It's easy to see why people like the sea gull. I've sat overlooking a craggy harbour and watched one. He exults in freedom. 



Dive-bombing Gulls

The term ‘seagull’ is a misnomer which infuriates many ornithologists. Gulls live on the coast and inland, but don’t venture far out to sea as a rule; they swim well, but never dive. Their numbers in the UK have exploded since 1956 as a result of the Clean Air Act, which made it illegal to burn rubbish at landfills, massively increasing their food supply. Gulls are known to dive-bomb humans and splatter them, deliberately, with their patent cocktail of ammonia, four different acids, viruses, bacteria and fungal infections. There’s usually a four-stage attack: first the ‘gag’ call, a signal to go away, then a low pass if the first warning is ignored, followed by dropping their load – of guano, vomit or both. The final stage is a full-on 40mph aerial assault, normally from behind.
Gulls build their nests by simply making a big pile of any old rubbish they can find, then sitting in the middle of it and rotating. Parent gulls don't recognise their own chicks until they're about five days old, which means that orphaned or abandoned chicks survive better than they otherwise might.
The various types of gull which surround the Arctic are a ‘ring species’. As a species spreads populations can diverge genetically, and over time the different populations may lose the ability to interbreed (even though the types which are geographically adjacent still can). Eventually the populations spread right round the world and the two ends meet as separate species which cannot interbreed.

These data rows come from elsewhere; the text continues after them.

//! Mirrors conference lifecycle events to the embedding app
//!
//! Events carry the conference URL in place of the session handle:
//!
//! ```text
//! { "name": "CONFERENCE_JOINED", "data": { "url": "https://meet.example/room1" } }
//! ```
//!
//! Two kinds are policed:
//! - `CONFERENCE_LEFT` is dropped while the slice still tracks a session for
//!   the same URL (a rejoin of the same room is in flight).
//! - `CONFERENCE_WILL_JOIN` from the session lifecycle is always dropped; the
//!   embedder already got one when `SET_ROOM` named the room.

use std::rc::Rc;

use meet_dispatch::{
    Action, DispatchError, EventBridge, EventSink, ExternalEvent, Forwarded, ListenerRegistry,
    Middleware, Reduction, Store,
};

use crate::action::ShellAction;
use crate::conference::{self, ConferenceAction, CONFERENCE};
use crate::config::ConfigAction;
use crate::connection::{ConnectionAction, CONNECTION};
use crate::picture_in_picture::PictureInPictureAction;
use crate::util::is_room_valid;

pub struct ExternalApiMiddleware {
    bridge: EventBridge<ShellAction>,
}

impl ExternalApiMiddleware {
    pub fn new(listeners: Rc<ListenerRegistry<dyn EventSink>>) -> Self {
        let mut bridge = EventBridge::new(listeners);
        bridge
            .swallow_when(&conference::kinds::CONFERENCE_LEFT, |state, action| {
                let ShellAction::Conference(ConferenceAction::Left { conference }) = action else {
                    return false;
                };
                state
                    .get(&CONFERENCE)
                    .is_some_and(|slice| slice.tracks_url(conference.url()))
            })
            .always_swallow(&conference::kinds::CONFERENCE_WILL_JOIN);
        Self { bridge }
    }

    pub fn bridge(&self) -> &EventBridge<ShellAction> {
        &self.bridge
    }

    fn location_url(store: &Store<ShellAction>) -> Option<String> {
        store
            .get(&CONNECTION)
            .and_then(|connection| connection.location_url.clone())
    }

    fn forward(&self, store: &Store<ShellAction>, action: &ShellAction) -> Option<Forwarded> {
        let state = store.state();
        let event = ExternalEvent::for_kind(action.kind());

        let forwarded = match action {
            ShellAction::Conference(ConferenceAction::Failed { conference, error }) => {
                if error.recoverable {
                    tracing::debug!(error = %error, "recoverable conference failure not forwarded");
                    return None;
                }
                self.bridge.forward(
                    &state,
                    action,
                    event
                        .with("url", conference.url())
                        .with("error", error.to_string()),
                )
            }
            ShellAction::Conference(
                ConferenceAction::Joined { conference }
                | ConferenceAction::Left { conference }
                | ConferenceAction::WillJoin { conference }
                | ConferenceAction::WillLeave { conference },
            ) => self
                .bridge
                .forward(&state, action, event.with("url", conference.url())),
            ShellAction::Conference(ConferenceAction::SetRoom { room }) => {
                let url = Self::location_url(store)?;
                if !is_room_valid(room.as_deref()) {
                    return None;
                }
                self.bridge.emit(
                    &ExternalEvent::for_kind(&conference::kinds::CONFERENCE_WILL_JOIN)
                        .with("url", url),
                )
            }
            ShellAction::Connection(ConnectionAction::Failed { error }) => {
                if error.recoverable {
                    return None;
                }
                let url = Self::location_url(store)?;
                self.bridge.emit(
                    &ExternalEvent::for_kind(&conference::kinds::CONFERENCE_FAILED)
                        .with("url", url)
                        .with("error", error.name.clone()),
                )
            }
            ShellAction::PictureInPicture(PictureInPictureAction::Enter) => {
                self.bridge.emit(&event)
            }
            ShellAction::Config(ConfigAction::LoadConfigError {
                error,
                location_url,
            }) => self.bridge.emit(
                &event
                    .with("error", error.clone())
                    .with("url", location_url.clone()),
            ),
            _ => return None,
        };
        Some(forwarded)
    }
}

impl Middleware<ShellAction> for ExternalApiMiddleware {
    fn name(&self) -> &'static str {
        "external-api"
    }

    fn after(
        &self,
        store: &Store<ShellAction>,
        action: &ShellAction,
        reduction: Reduction<'_>,
    ) -> Result<(), DispatchError> {
        if reduction.is_swallowed() {
            return Ok(());
        }
        if let Some(forwarded) = self.forward(store, action) {
            tracing::trace!(action = action.name(), ?forwarded, "external api");
        }
        Ok(())
    }
}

The Herring Gull has the longest life expectancy of any bird - they can live for up to 44 years in captivity.

JOHN MASEFIELD (1878-1967)

I must down to the seas again, to the vagrant gypsy life,
To the gull's way and the whale's way where the wind's like a whetted knife.

Kelp gulls eat whales alive. They just land on the whales' backs, and start pecking at their skin and blubber.

Gulls Go To War

During the First World War Britain faced an unexpected problem: a German submarine blockade which threatened to choke off international supply lines. Amongst various proposed counter-measures was a plan to train seagulls to spot enemy submarines. Dummy periscopes towed behind ships had boxes of food attached to them so that the gulls would come to associate periscopes with food, and congregate around them. The initial idea was just to alert British merchantmen to the presence of the submarines, but then Admiral Sir Frederick Inglefield thought: since they’re diving onto periscopes, why not train them to poo all over the periscope's lens as well?
A gull training facility was built in Poole Harbour, but the idea was still in development when the arrival of US Destroyers in 1917 made it superfluous, since it was now possible to protect convoys by conventional means. It probably wouldn’t have worked anyway: the gulls didn’t distinguish between friendly and hostile subs, and in any case they’re land-huggers and don’t fly far enough out to sea.

In England, gulls used to be kept in poultry-yards and fattened for consumption.

Seagulls stamp their feet in a group to imitate rainfall and trick earthworms to come to the surface.

OGDEN NASH (1902-71)

Hark to the whimper of the seagull.  
He weeps because he's not an ea-gull.

Desert Island Gulls

Desert Island Discs' seagull sound effects were once taken off after someone told the BBC they were herring gulls, which don't live in equatorial climes where you'd find a desert island. Listeners were outraged and persuaded the BBC to reinstate them.